Data for this task: Begin
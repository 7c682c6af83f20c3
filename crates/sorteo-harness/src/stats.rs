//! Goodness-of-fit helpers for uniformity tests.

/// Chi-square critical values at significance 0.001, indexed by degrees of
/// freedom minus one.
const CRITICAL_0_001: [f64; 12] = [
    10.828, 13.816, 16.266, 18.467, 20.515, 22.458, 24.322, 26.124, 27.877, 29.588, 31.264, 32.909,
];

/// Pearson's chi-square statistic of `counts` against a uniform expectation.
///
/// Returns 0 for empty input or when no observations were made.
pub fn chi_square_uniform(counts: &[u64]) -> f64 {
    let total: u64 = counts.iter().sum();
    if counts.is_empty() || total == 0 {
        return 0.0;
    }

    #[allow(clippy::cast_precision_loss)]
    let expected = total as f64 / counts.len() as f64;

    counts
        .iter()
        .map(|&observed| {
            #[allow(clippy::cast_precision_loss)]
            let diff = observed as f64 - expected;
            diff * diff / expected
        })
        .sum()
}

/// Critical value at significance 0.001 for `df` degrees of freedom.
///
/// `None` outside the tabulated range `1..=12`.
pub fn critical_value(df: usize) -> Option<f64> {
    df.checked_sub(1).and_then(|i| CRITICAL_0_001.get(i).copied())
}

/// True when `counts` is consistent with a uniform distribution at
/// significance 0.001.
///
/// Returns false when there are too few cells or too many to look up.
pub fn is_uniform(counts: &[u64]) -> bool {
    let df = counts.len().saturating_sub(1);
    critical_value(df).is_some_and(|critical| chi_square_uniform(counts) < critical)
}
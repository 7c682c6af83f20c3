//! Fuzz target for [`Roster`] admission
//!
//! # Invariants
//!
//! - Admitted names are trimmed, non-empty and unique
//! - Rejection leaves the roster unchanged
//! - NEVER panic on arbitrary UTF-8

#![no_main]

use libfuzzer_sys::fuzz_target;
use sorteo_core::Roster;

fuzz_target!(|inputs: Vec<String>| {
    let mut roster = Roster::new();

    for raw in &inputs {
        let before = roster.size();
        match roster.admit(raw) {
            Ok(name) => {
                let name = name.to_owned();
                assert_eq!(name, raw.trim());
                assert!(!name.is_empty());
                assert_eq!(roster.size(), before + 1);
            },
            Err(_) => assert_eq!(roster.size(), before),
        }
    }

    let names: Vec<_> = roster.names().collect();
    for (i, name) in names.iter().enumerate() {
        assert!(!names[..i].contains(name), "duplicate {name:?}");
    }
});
Data for this task: End
# Task instructions
Would you please copy every line in the data that contains the word "iter"?

# Exercise response
    let total: u64 = counts.iter().sum();
        .iter()
    for (i, name) in names.iter().enumerate() {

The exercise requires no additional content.